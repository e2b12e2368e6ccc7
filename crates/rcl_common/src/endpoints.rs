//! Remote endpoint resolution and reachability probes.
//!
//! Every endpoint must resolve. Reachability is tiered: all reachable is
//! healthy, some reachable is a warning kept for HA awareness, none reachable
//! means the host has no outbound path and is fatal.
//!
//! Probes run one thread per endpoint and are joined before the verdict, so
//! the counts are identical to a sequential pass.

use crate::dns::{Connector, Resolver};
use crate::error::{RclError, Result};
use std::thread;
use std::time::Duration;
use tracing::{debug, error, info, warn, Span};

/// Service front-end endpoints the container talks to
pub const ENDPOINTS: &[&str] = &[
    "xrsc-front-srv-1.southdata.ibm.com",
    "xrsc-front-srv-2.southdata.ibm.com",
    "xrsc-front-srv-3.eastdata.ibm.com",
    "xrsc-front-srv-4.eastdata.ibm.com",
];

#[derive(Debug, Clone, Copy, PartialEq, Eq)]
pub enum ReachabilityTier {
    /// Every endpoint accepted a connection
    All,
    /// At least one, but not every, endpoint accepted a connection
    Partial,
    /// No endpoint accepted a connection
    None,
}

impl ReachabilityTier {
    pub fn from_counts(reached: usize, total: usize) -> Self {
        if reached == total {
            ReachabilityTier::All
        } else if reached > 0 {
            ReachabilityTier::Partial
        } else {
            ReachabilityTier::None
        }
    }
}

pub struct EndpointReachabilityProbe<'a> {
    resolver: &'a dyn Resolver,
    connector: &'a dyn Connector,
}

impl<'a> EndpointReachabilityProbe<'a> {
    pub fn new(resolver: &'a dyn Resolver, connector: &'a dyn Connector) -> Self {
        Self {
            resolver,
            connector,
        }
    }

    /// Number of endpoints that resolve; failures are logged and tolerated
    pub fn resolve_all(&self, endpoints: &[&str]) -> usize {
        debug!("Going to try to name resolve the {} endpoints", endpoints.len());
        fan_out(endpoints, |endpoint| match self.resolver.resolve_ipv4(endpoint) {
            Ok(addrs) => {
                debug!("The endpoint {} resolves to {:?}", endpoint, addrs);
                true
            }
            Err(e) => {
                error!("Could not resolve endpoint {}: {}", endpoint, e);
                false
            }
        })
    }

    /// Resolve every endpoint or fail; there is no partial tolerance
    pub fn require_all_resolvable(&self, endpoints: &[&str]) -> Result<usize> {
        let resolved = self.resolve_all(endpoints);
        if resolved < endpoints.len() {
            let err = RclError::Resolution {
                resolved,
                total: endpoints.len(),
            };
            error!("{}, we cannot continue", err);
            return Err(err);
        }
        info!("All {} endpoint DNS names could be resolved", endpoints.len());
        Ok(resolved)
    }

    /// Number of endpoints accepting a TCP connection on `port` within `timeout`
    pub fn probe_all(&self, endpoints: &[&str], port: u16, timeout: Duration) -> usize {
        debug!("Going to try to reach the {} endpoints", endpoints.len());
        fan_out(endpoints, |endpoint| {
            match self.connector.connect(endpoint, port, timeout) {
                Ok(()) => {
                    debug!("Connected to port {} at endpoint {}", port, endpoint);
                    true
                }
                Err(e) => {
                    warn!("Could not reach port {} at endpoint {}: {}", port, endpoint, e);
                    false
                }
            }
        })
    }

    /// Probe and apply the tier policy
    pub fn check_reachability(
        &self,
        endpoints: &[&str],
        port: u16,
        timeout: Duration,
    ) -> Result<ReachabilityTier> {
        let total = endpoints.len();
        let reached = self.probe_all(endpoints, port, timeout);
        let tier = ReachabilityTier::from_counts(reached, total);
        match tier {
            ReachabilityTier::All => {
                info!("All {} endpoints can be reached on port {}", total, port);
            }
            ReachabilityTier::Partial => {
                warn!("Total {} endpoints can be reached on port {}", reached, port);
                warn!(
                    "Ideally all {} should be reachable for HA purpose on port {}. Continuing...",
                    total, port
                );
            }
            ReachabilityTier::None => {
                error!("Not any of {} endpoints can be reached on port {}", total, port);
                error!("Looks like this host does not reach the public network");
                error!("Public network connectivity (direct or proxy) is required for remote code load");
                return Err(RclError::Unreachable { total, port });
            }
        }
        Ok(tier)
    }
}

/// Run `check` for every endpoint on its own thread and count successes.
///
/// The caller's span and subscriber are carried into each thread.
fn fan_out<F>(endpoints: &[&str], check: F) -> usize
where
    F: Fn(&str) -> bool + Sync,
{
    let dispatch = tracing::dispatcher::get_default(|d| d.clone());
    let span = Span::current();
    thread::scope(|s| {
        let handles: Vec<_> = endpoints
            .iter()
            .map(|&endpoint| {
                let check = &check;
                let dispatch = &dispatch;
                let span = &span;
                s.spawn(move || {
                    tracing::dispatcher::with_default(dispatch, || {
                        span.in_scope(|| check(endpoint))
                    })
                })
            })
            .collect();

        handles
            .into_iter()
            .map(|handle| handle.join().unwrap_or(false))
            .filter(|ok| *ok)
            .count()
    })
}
★ ★ ★
*Goal of the exercise*:
All the entries above are to be transcribed without any alteration.

*Written response*:
repository e2b12e2368e6ccc7
filename crates/rcl_common/src/endpoints.rs
//! Remote endpoint resolution and reachability probes.
//!
//! Every endpoint must resolve. Reachability is tiered: all reachable is
//! healthy, some reachable is a warning kept for HA awareness, none reachable
//! means the host has no outbound path and is fatal.
//!
//! Probes run one thread per endpoint and are joined before the verdict, so
//! the counts are identical to a sequential pass.

use crate::dns::{Connector, Resolver};
use crate::error::{RclError, Result};
use std::thread;
use std::time::Duration;
use tracing::{debug, error, info, warn, Span};

/// Service front-end endpoints the container talks to
pub const ENDPOINTS: &[&str] = &[
    "xrsc-front-srv-1.southdata.ibm.com",
    "xrsc-front-srv-2.southdata.ibm.com",
    "xrsc-front-srv-3.eastdata.ibm.com",
    "xrsc-front-srv-4.eastdata.ibm.com",
];

#[derive(Debug, Clone, Copy, PartialEq, Eq)]
pub enum ReachabilityTier {
    /// Every endpoint accepted a connection
    All,
    /// At least one, but not every, endpoint accepted a connection
    Partial,
    /// No endpoint accepted a connection
    None,
}

impl ReachabilityTier {
    pub fn from_counts(reached: usize, total: usize) -> Self {
        if reached == total {
            ReachabilityTier::All
        } else if reached > 0 {
            ReachabilityTier::Partial
        } else {
            ReachabilityTier::None
        }
    }
}

pub struct EndpointReachabilityProbe<'a> {
    resolver: &'a dyn Resolver,
    connector: &'a dyn Connector,
}

impl<'a> EndpointReachabilityProbe<'a> {
    pub fn new(resolver: &'a dyn Resolver, connector: &'a dyn Connector) -> Self {
        Self {
            resolver,
            connector,
        }
    }

    /// Number of endpoints that resolve; failures are logged and tolerated
    pub fn resolve_all(&self, endpoints: &[&str]) -> usize {
        debug!("Going to try to name resolve the {} endpoints", endpoints.len());
        fan_out(endpoints, |endpoint| match self.resolver.resolve_ipv4(endpoint) {
            Ok(addrs) => {
                debug!("The endpoint {} resolves to {:?}", endpoint, addrs);
                true
            }
            Err(e) => {
                error!("Could not resolve endpoint {}: {}", endpoint, e);
                false
            }
        })
    }

    /// Resolve every endpoint or fail; there is no partial tolerance
    pub fn require_all_resolvable(&self, endpoints: &[&str]) -> Result<usize> {
        let resolved = self.resolve_all(endpoints);
        if resolved < endpoints.len() {
            let err = RclError::Resolution {
                resolved,
                total: endpoints.len(),
            };
            error!("{}, we cannot continue", err);
            return Err(err);
        }
        info!("All {} endpoint DNS names could be resolved", endpoints.len());
        Ok(resolved)
    }

    /// Number of endpoints accepting a TCP connection on `port` within `timeout`
    pub fn probe_all(&self, endpoints: &[&str], port: u16, timeout: Duration) -> usize {
        debug!("Going to try to reach the {} endpoints", endpoints.len());
        fan_out(endpoints, |endpoint| {
            match self.connector.connect(endpoint, port, timeout) {
                Ok(()) => {
                    debug!("Connected to port {} at endpoint {}", port, endpoint);
                    true
                }
                Err(e) => {
                    warn!("Could not reach port {} at endpoint {}: {}", port, endpoint, e);
                    false
                }
            }
        })
    }

    /// Probe and apply the tier policy
    pub fn check_reachability(
        &self,
        endpoints: &[&str],
        port: u16,
        timeout: Duration,
    ) -> Result<ReachabilityTier> {
        let total = endpoints.len();
        let reached = self.probe_all(endpoints, port, timeout);
        let tier = ReachabilityTier::from_counts(reached, total);
        match tier {
            ReachabilityTier::All => {
                info!("All {} endpoints can be reached on port {}", total, port);
            }
            ReachabilityTier::Partial => {
                warn!("Total {} endpoints can be reached on port {}", reached, port);
                warn!(
                    "Ideally all {} should be reachable for HA purpose on port {}. Continuing...",
                    total, port
                );
            }
            ReachabilityTier::None => {
                error!("Not any of {} endpoints can be reached on port {}", total, port);
                error!("Looks like this host does not reach the public network");
                error!("Public network connectivity (direct or proxy) is required for remote code load");
                return Err(RclError::Unreachable { total, port });
            }
        }
        Ok(tier)
    }
}

/// Run `check` for every endpoint on its own thread and count successes.
///
/// The caller's span and subscriber are carried into each thread.
fn fan_out<F>(endpoints: &[&str], check: F) -> usize
where
    F: Fn(&str) -> bool + Sync,
{
    let dispatch = tracing::dispatcher::get_default(|d| d.clone());
    let span = Span::current();
    thread::scope(|s| {
        let handles: Vec<_> = endpoints
            .iter()
            .map(|&endpoint| {
                let check = &check;
                let dispatch = &dispatch;
                let span = &span;
                s.spawn(move || {
                    tracing::dispatcher::with_default(dispatch, || {
                        span.in_scope(|| check(endpoint))
                    })
                })
            })
            .collect();

        handles
            .into_iter()
            .map(|handle| handle.join().unwrap_or(false))
            .filter(|ok| *ok)
            .count()
    })
}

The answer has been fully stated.